Placenta accrete is an increasingly prevalent and potentially dangerous complication of
pregnancy. It appears to be most strongly predicted by a history of cesarean deliveries and
low-lying placenta/previa. Additional risk factors include in vitro fertilization pregnancy,
prior myomectomy, Asherman's syndrome, submucous leiomyomata, maternal age older than 35
years, elevated second-trimester levels of α-fetoprotein and β-human chorionic gonadotropin.
Pregnancies complicated with placenta accrete are associated with adverse maternal outcomes,
including life-threatening maternal haemorrhage, large-volume blood transfusion, uterine
rupture and peripartum hysterectomy. Moreover , strong association was found between abnormal
placentation to significant perinatal morbidity and mortality such as small for gestational
age, preterm delivery, neonatal intensive care unit hospitalization, perinatal death and
neonatal death.
Prenatal diagnosis and adequate planning, particularly in high-risk populations, is indicated
for the reduction of these adverse outcomes. Advances in grayscale and Doppler ultrasound
have facilitated prenatal diagnosis. Despite advances in imaging techniques, no diagnostic
technique affords the clinician complete assurance of the presence or absence of placenta
accreta.
Management of placenta accrete could be conservative (aiming for uterine preservation) or
interventional ( elective cesarean hysterectomy ) depending on the patients will to maintain
the uterus for future fertility, the degree of placentation abnormality or complications
during delivery. The extent (area, depth) of the abnormal attachment will determine the
response—curettage, wedge resection, medical management, or hysterectomy. Uterine conserving
options may work in small focal accretas, but abdominal hysterectomy usually is the most
definitive treatment.
Post-partum hemorrhage is the major concern dealing with placenta accrete. Women with
placenta accreta have a higher incidence of postpartum hemorrhage and are more likely to
undergo emergency hysterectomy .
If the diagnosis or a strong suspicion is formed before delivery, a number of measures should
be taken including counseling the patient about the likelihood of hysterectomy and blood
transfusion, preparing blood products and clotting factors and considering using cell saver
technology.The appropriate location and timing for delivery should be considered to allow
access to adequate surgical personnel and equipment and a preoperative anesthesia assessment
should be obtained.
A patient with stable vital signs and persistent bleeding, especially if the rate of loss is
not excessive, may be a candidate for arterial embolization. Radiographic identification of
bleeding vessels allows embolization with gelfoam, coils, or glue. Balloon occlusion is also
a technique used in such circumstances. Embolization can be used for bleeding that continues
after hysterectomy or can be used as an alternative to hysterectomy to preserve fertility.

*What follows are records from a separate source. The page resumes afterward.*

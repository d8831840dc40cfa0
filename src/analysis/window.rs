//! Periodic analysis windows
//!
//! Periodic (DFT-even) windows: the symmetric window of length `n + 1`
//! with the last point dropped.

use std::f64::consts::PI;

/// Periodic Blackman window
pub fn blackman(n: usize) -> Vec<f64> {
    generalized_cosine(n, &[0.42, 0.5, 0.08])
}

/// Periodic Hann window
pub fn hann(n: usize) -> Vec<f64> {
    generalized_cosine(n, &[0.5, 0.5])
}

fn generalized_cosine(n: usize, coefficients: &[f64]) -> Vec<f64> {
    if n == 1 {
        return vec![1.0];
    }
    (0..n)
        .map(|i| {
            let phase = 2.0 * PI * i as f64 / n as f64;
            coefficients
                .iter()
                .enumerate()
                .map(|(k, a)| {
                    let sign = if k % 2 == 0 { 1.0 } else { -1.0 };
                    sign * a * (k as f64 * phase).cos()
                })
                .sum()
        })
        .collect()
}
//! Sampled signals and the shared time base
//!
//! Every signal in a run is derived from one [`TimeBase`], so stimulus,
//! control and model outputs line up sample for sample.

use serde::{Deserialize, Serialize};

use crate::error::{CompareError, Result};

/// Validate a sample rate
pub fn check_sample_rate(sample_rate: f64) -> Result<()> {
    if sample_rate.is_finite() && sample_rate > 0.0 {
        Ok(())
    } else {
        Err(CompareError::InvalidSampleRate { sample_rate })
    }
}

/// Uniform time base `t[i] = i / fs` starting at zero
#[derive(Debug, Clone, PartialEq)]
pub struct TimeBase {
    sample_rate: f64,
    times: Vec<f64>,
}

impl TimeBase {
    /// Create a time base of `num_samples` points at `sample_rate` Hz
    pub fn new(num_samples: usize, sample_rate: f64) -> Result<Self> {
        check_sample_rate(sample_rate)?;
        let times = (0..num_samples).map(|i| i as f64 / sample_rate).collect();
        Ok(Self { sample_rate, times })
    }

    /// Create a time base covering `duration_secs` seconds
    pub fn from_duration(duration_secs: f64, sample_rate: f64) -> Result<Self> {
        check_sample_rate(sample_rate)?;
        if !duration_secs.is_finite() || duration_secs < 0.0 {
            return Err(CompareError::invalid(
                "duration_secs",
                format!("must be a non-negative number, got {duration_secs}"),
            ));
        }
        Self::new((duration_secs * sample_rate).round() as usize, sample_rate)
    }

    pub fn sample_rate(&self) -> f64 {
        self.sample_rate
    }

    pub fn times(&self) -> &[f64] {
        &self.times
    }

    pub fn len(&self) -> usize {
        self.times.len()
    }

    pub fn is_empty(&self) -> bool {
        self.times.is_empty()
    }

    /// Time of the last sample, zero for an empty base
    pub fn end(&self) -> f64 {
        self.times.last().copied().unwrap_or(0.0)
    }

    /// `time * fs`, i.e. the sample index as a float
    pub fn sample_indices(&self) -> Vec<f64> {
        self.times.iter().map(|t| t * self.sample_rate).collect()
    }

    /// Build a signal by evaluating `f` at every time point
    pub fn map(&self, f: impl Fn(f64) -> f64) -> Signal {
        Signal {
            samples: self.times.iter().map(|&t| f(t)).collect(),
            sample_rate: self.sample_rate,
        }
    }
}

/// Real-valued samples at a uniform sample rate
#[derive(Debug, Clone, PartialEq, Serialize, Deserialize)]
pub struct Signal {
    pub samples: Vec<f64>,
    pub sample_rate: f64,
}

impl Signal {
    pub fn new(samples: Vec<f64>, sample_rate: f64) -> Self {
        Self {
            samples,
            sample_rate,
        }
    }

    pub fn len(&self) -> usize {
        self.samples.len()
    }

    pub fn is_empty(&self) -> bool {
        self.samples.is_empty()
    }

    pub fn as_slice(&self) -> &[f64] {
        &self.samples
    }

    pub fn duration_secs(&self) -> f64 {
        self.samples.len() as f64 / self.sample_rate
    }

    /// Maximum absolute sample value
    pub fn peak(&self) -> f64 {
        self.samples.iter().map(|s| s.abs()).fold(0.0, f64::max)
    }

    /// Root mean square level
    pub fn rms(&self) -> f64 {
        if self.samples.is_empty() {
            return 0.0;
        }
        let sum_squares: f64 = self.samples.iter().map(|s| s * s).sum();
        (sum_squares / self.samples.len() as f64).sqrt()
    }
}

impl AsRef<[f64]> for Signal {
    fn as_ref(&self) -> &[f64] {
        &self.samples
    }
}
//! Spectral estimators
//!
//! Short-time power spectra, Welch averaging and a single-sided FFT
//! magnitude. Segments are detrended by their mean, windowed, and scaled
//! to a one-sided power spectral density `|X|^2 / (fs * sum(w^2))` with
//! the non-DC, non-Nyquist bins doubled.
//!
//! FFT plans are built per call so repeated calls share no state.

use rustfft::{num_complex::Complex, FftPlanner};

use crate::error::{CompareError, Result};

/// Short-time power spectral density
#[derive(Debug, Clone, PartialEq)]
pub struct SpectrogramData {
    /// Bin frequencies in Hz, `0..=fs/2`
    pub frequencies: Vec<f64>,
    /// Segment centre times in seconds
    pub times: Vec<f64>,
    /// `power[bin][segment]`
    pub power: Vec<Vec<f64>>,
}

/// Segmented one-sided PSD
///
/// `window.len()` is the segment length; consecutive segments overlap by
/// `overlap` samples. Returns frequencies, segment centre times and the PSD
/// of each segment.
pub fn stft_power(
    samples: &[f64],
    sample_rate: f64,
    window: &[f64],
    overlap: usize,
) -> Result<SpectrogramData> {
    let nperseg = window.len();
    if nperseg == 0 || nperseg > samples.len() {
        return Err(CompareError::invalid(
            "nperseg",
            format!(
                "segment length {} must be within 1..={}",
                nperseg,
                samples.len()
            ),
        ));
    }
    if overlap >= nperseg {
        return Err(CompareError::invalid(
            "overlap",
            format!("overlap {overlap} must be smaller than segment length {nperseg}"),
        ));
    }

    let step = nperseg - overlap;
    let num_segments = (samples.len() - overlap) / step;
    let num_bins = nperseg / 2 + 1;
    let scale = 1.0 / (sample_rate * window.iter().map(|w| w * w).sum::<f64>());

    let mut planner = FftPlanner::<f64>::new();
    let fft = planner.plan_fft_forward(nperseg);
    let mut buffer = vec![Complex::new(0.0, 0.0); nperseg];

    let mut power = vec![Vec::with_capacity(num_segments); num_bins];
    let mut times = Vec::with_capacity(num_segments);

    for segment in 0..num_segments {
        let start = segment * step;
        let chunk = &samples[start..start + nperseg];
        let mean = chunk.iter().sum::<f64>() / nperseg as f64;
        for ((slot, &x), &w) in buffer.iter_mut().zip(chunk).zip(window) {
            *slot = Complex::new((x - mean) * w, 0.0);
        }
        fft.process(&mut buffer);

        for (bin, row) in power.iter_mut().enumerate() {
            let mut p = buffer[bin].norm_sqr() * scale;
            if bin != 0 && !(nperseg % 2 == 0 && bin == nperseg / 2) {
                p *= 2.0;
            }
            row.push(p);
        }
        times.push((start as f64 + nperseg as f64 / 2.0) / sample_rate);
    }

    Ok(SpectrogramData {
        frequencies: bin_frequencies(num_bins, nperseg, sample_rate),
        times,
        power,
    })
}

/// Welch PSD estimate: mean of the segment spectra
pub fn welch(
    samples: &[f64],
    sample_rate: f64,
    window: &[f64],
    overlap: usize,
) -> Result<(Vec<f64>, Vec<f64>)> {
    let stft = stft_power(samples, sample_rate, window, overlap)?;
    let num_segments = stft.times.len().max(1) as f64;
    let density = stft
        .power
        .iter()
        .map(|row| row.iter().sum::<f64>() / num_segments)
        .collect();
    Ok((stft.frequencies, density))
}

/// Single-sided FFT magnitude `|X[k]| / N` for `k < N / 2`, with bin frequencies
pub fn fft_magnitude(samples: &[f64], sample_rate: f64) -> (Vec<f64>, Vec<f64>) {
    let n = samples.len();
    if n == 0 {
        return (Vec::new(), Vec::new());
    }
    let mut planner = FftPlanner::<f64>::new();
    let fft = planner.plan_fft_forward(n);
    let mut buffer: Vec<Complex<f64>> = samples.iter().map(|&x| Complex::new(x, 0.0)).collect();
    fft.process(&mut buffer);

    let half = n / 2;
    let magnitudes = buffer
        .iter()
        .take(half)
        .map(|c| c.norm() / n as f64)
        .collect();
    (bin_frequencies(half, n, sample_rate), magnitudes)
}

fn bin_frequencies(count: usize, fft_len: usize, sample_rate: f64) -> Vec<f64> {
    (0..count)
        .map(|k| k as f64 * sample_rate / fft_len as f64)
        .collect()
}

#[cfg(test)]
mod tests {
    use super::*;
    use crate::analysis::window::{blackman, hann};
    use approx::assert_relative_eq;
    use std::f64::consts::PI;

    fn sine(n: usize, freq: f64, fs: f64, amplitude: f64) -> Vec<f64> {
        (0..n)
            .map(|i| amplitude * (2.0 * PI * freq * i as f64 / fs).sin())
            .collect()
    }

    #[test]
    fn test_stft_segment_layout() {
        let x = vec![0.5; 4096];
        let stft = stft_power(&x, 1000.0, &blackman(1024), 128).unwrap();
        // (4096 - 128) / 896 = 4 segments
        assert_eq!(stft.times.len(), 4);
        assert_eq!(stft.frequencies.len(), 513);
        assert_eq!(stft.power.len(), 513);
        assert_relative_eq!(stft.times[0], 0.512);
        assert_relative_eq!(stft.frequencies[512], 500.0);
        // Constant input vanishes after detrending
        assert!(stft.power.iter().flatten().all(|p| p.abs() < 1e-20));
    }

    #[test]
    fn test_stft_rejects_bad_segments() {
        let x = vec![0.0; 10];
        assert!(stft_power(&x, 1.0, &hann(16), 0).is_err());
        assert!(stft_power(&x, 1.0, &hann(8), 8).is_err());
    }

    #[test]
    fn test_welch_integrates_to_signal_power() {
        let fs = 8192.0;
        let x = sine(8192 * 4, 1024.0, fs, 2.0);
        let (freqs, psd) = welch(&x, fs, &hann(1024), 512).unwrap();
        let df = freqs[1] - freqs[0];
        let total: f64 = psd.iter().sum::<f64>() * df;
        // Mean power of a sine with amplitude 2 is 2
        assert_relative_eq!(total, 2.0, max_relative = 0.01);

        let peak_bin = psd
            .iter()
            .enumerate()
            .fold((0, 0.0), |best, (i, &p)| if p > best.1 { (i, p) } else { best })
            .0;
        assert_relative_eq!(freqs[peak_bin], 1024.0);
    }

    #[test]
    fn test_fft_magnitude_bin_centred_sine() {
        let fs = 1000.0;
        let x = sine(1000, 50.0, fs, 3.0);
        let (freqs, mags) = fft_magnitude(&x, fs);
        assert_eq!(freqs.len(), 500);
        assert_relative_eq!(freqs[50], 50.0);
        assert_relative_eq!(mags[50], 1.5, epsilon = 1e-9);
        assert!(mags[10] < 1e-9);
    }

    #[test]
    fn test_fft_magnitude_empty() {
        let (freqs, mags) = fft_magnitude(&[], 48000.0);
        assert!(freqs.is_empty() && mags.is_empty());
    }
}
//! WAV export of stimuli and model outputs

use std::fs;
use std::path::{Path, PathBuf};

use hound::{SampleFormat, WavSpec, WavWriter};
use log::{debug, info};

use crate::error::{CompareError, Result};
use crate::runner::ModelResult;
use crate::signal::Signal;

/// Write a mono 32-bit float WAV file
///
/// The sample rate is rounded to the nearest integer Hz.
pub fn export_wav(path: &Path, signal: &Signal) -> Result<()> {
    let sample_rate = signal.sample_rate.round();
    if !(sample_rate >= 1.0 && sample_rate <= u32::MAX as f64) {
        return Err(CompareError::InvalidSampleRate {
            sample_rate: signal.sample_rate,
        });
    }

    let spec = WavSpec {
        channels: 1,
        sample_rate: sample_rate as u32,
        bits_per_sample: 32,
        sample_format: SampleFormat::Float,
    };

    let mut writer = WavWriter::create(path, spec)?;
    for &sample in &signal.samples {
        writer.write_sample(sample as f32)?;
    }
    writer.finalize()?;

    debug!("Wrote {} samples to {}", signal.len(), path.display());
    Ok(())
}

/// Export the stimulus and every model output into `dir`
///
/// Files are named `stimulus.wav` and `<model>.wav`, with characters that
/// are awkward in file names replaced by `_`.
pub fn export_results(dir: &Path, stimulus: &Signal, results: &[ModelResult]) -> Result<Vec<PathBuf>> {
    fs::create_dir_all(dir)?;

    let mut written = Vec::with_capacity(results.len() + 1);
    let path = dir.join("stimulus.wav");
    export_wav(&path, stimulus)?;
    written.push(path);

    for result in results {
        let path = dir.join(format!("{}.wav", file_stem(&result.model_name)));
        export_wav(&path, &result.output)?;
        written.push(path);
    }

    info!("Exported {} WAV files to {}", written.len(), dir.display());
    Ok(written)
}

fn file_stem(name: &str) -> String {
    name.chars()
        .map(|c| match c {
            'a'..='z' | 'A'..='Z' | '0'..='9' | '-' | '_' | '.' => c,
            _ => '_',
        })
        .collect()
}
//! Run configuration
//!
//! A [`RunConfig`] describes one comparison: the time base, the stimulus
//! and control signals, the models to compare and the transforms to draw.
//! Configurations are stored as JSON; the presets reproduce the classic
//! VCA and Van der Pol comparisons.

use std::f64::consts::PI;
use std::fs;
use std::path::{Path, PathBuf};

use serde::{Deserialize, Serialize};

use crate::analysis::Transform;
use crate::error::{CompareError, Result};
use crate::grid::DEFAULT_NUM_COLS;
use crate::models::{vdp_model_name, VDP_MU_VALUES};
use crate::render::PanelStyle;
use crate::signal::{check_sample_rate, TimeBase};
use crate::stimulus::{ControlSpec, StimulusSpec};

const AUDIO_RATE: f64 = 48_000.0;

fn default_transforms() -> Vec<Transform> {
    Transform::ALL.to_vec()
}

fn default_output_dir() -> PathBuf {
    PathBuf::from(".")
}

fn default_num_cols() -> usize {
    DEFAULT_NUM_COLS
}

/// One comparison run
#[derive(Debug, Clone, PartialEq, Serialize, Deserialize)]
pub struct RunConfig {
    pub sample_rate: f64,

    /// Exactly one of `num_samples` and `duration_secs` must be set
    #[serde(default, skip_serializing_if = "Option::is_none")]
    pub num_samples: Option<usize>,
    #[serde(default, skip_serializing_if = "Option::is_none")]
    pub duration_secs: Option<f64>,

    pub stimulus: StimulusSpec,
    #[serde(default)]
    pub control: ControlSpec,

    pub models: Vec<String>,
    #[serde(default = "default_transforms")]
    pub transforms: Vec<Transform>,

    #[serde(default = "default_output_dir")]
    pub output_dir: PathBuf,
    #[serde(default = "default_num_cols")]
    pub num_cols: usize,
    /// Panel size and drawing limits of the HTML pages
    #[serde(default)]
    pub style: PanelStyle,

    /// Open HTML pages after writing them
    #[serde(default)]
    pub open: bool,
    /// Also write `<transform>.json` next to each page
    #[serde(default)]
    pub write_json: bool,
    /// Write the stimulus and each output to `<output_dir>/wav/`
    #[serde(default)]
    pub export_wav: bool,
}

impl RunConfig {
    fn base(stimulus: StimulusSpec, models: Vec<String>) -> Self {
        Self {
            sample_rate: AUDIO_RATE,
            num_samples: None,
            duration_secs: None,
            stimulus,
            control: ControlSpec::default(),
            models,
            transforms: default_transforms(),
            output_dir: default_output_dir(),
            num_cols: DEFAULT_NUM_COLS,
            style: PanelStyle::default(),
            open: false,
            write_json: false,
            export_wav: false,
        }
    }

    fn vca_models() -> Vec<String> {
        vec!["vca_ota".to_string(), "vca_transistor".to_string()]
    }

    fn vdp_models() -> Vec<String> {
        VDP_MU_VALUES.iter().map(|&mu| vdp_model_name(mu)).collect()
    }

    /// Ten seconds of a 0 to 24 kHz chirp at amplitude 5 through both VCAs
    pub fn vca_chirp() -> Self {
        Self {
            duration_secs: Some(10.0),
            transforms: vec![Transform::Spectrogram],
            ..Self::base(
                StimulusSpec::Chirp {
                    f0: 0.0,
                    f1: 24_000.0,
                    gain: 5.0,
                    t_end: None,
                },
                Self::vca_models(),
            )
        }
    }

    /// 1000 samples of a step to 3 after t = 0 through both VCAs
    pub fn vca_step() -> Self {
        Self {
            num_samples: Some(1000),
            transforms: vec![Transform::TimeResponse],
            ..Self::base(StimulusSpec::StepAfter { gain: 3.0 }, Self::vca_models())
        }
    }

    /// Unforced Van der Pol family under a 0 to 4200 Hz natural-frequency sweep
    pub fn vdp_sweep() -> Self {
        Self {
            duration_secs: Some(10.0),
            control: ControlSpec::AngularRamp {
                from_hz: 0.0,
                to_hz: 4200.0,
            },
            transforms: vec![Transform::Spectrogram],
            ..Self::base(StimulusSpec::Silence, Self::vdp_models())
        }
    }

    /// Van der Pol family at 100 Hz driven by a 10 Hz sine of amplitude 5
    pub fn vdp_sine() -> Self {
        Self {
            duration_secs: Some(1.0),
            control: ControlSpec::Constant {
                value: 2.0 * PI * 100.0,
            },
            transforms: vec![Transform::TimeResponse],
            ..Self::base(
                StimulusSpec::Sinusoid {
                    frequency: 10.0,
                    amplitude: 5.0,
                },
                Self::vdp_models(),
            )
        }
    }

    /// Load and validate a JSON configuration
    pub fn load(path: &Path) -> Result<Self> {
        let text = fs::read_to_string(path)?;
        let config: RunConfig = serde_json::from_str(&text)?;
        config.validate()?;
        Ok(config)
    }

    pub fn save(&self, path: &Path) -> Result<()> {
        fs::write(path, serde_json::to_string_pretty(self)?)?;
        Ok(())
    }

    pub fn validate(&self) -> Result<()> {
        check_sample_rate(self.sample_rate)?;
        match (self.num_samples, self.duration_secs) {
            (Some(_), Some(_)) => {
                return Err(CompareError::invalid(
                    "num_samples",
                    "set either num_samples or duration_secs, not both",
                ))
            }
            (None, None) => {
                return Err(CompareError::invalid(
                    "num_samples",
                    "one of num_samples or duration_secs is required",
                ))
            }
            _ => {}
        }
        if self.models.is_empty() {
            return Err(CompareError::EmptyModelList);
        }
        if self.transforms.is_empty() {
            return Err(CompareError::invalid("transforms", "at least one transform is required"));
        }
        if self.num_cols == 0 {
            return Err(CompareError::invalid("num_cols", "must be at least 1"));
        }
        Ok(())
    }

    /// Shared time base of the run
    pub fn time_base(&self) -> Result<TimeBase> {
        match (self.num_samples, self.duration_secs) {
            (Some(n), _) => TimeBase::new(n, self.sample_rate),
            (None, Some(secs)) => TimeBase::from_duration(secs, self.sample_rate),
            (None, None) => Err(CompareError::invalid(
                "num_samples",
                "one of num_samples or duration_secs is required",
            )),
        }
    }
}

Studies estimating the fertility and pregnancy outcomes after successful conservative
treatment for placenta accrete have demonstrated placenta accreta does not appear to
compromise the patients' subsequent fertility or obstetrical outcome.
By reviewing the literature, no prospective studies have specifically evaluated fertility,
following uterine artery embolization during cesarean section due to placenta accrete .
Methods:
Women that were operated and fit inclusion criteria will be invited to participate in the
study after getting advanced notice on requirements . After giving informed consent to
participate in the study, demographic parameters and medical history will be taken, including
- age , Body Mass Index ( BMI), parity, gravity, past medical history, past operations.
preoperative intra operative and post operative information will be collected.
All women participating will complete -
1. Day 2 blood sample for hormonal profile - follicle stimulating hormone ( FSH), estrogen
(E2), progesterone (P)
2. Blood sample for anti mullarian hormon (AMH)
3. Vaginal ultrasound assessing antral follicle count (AFC)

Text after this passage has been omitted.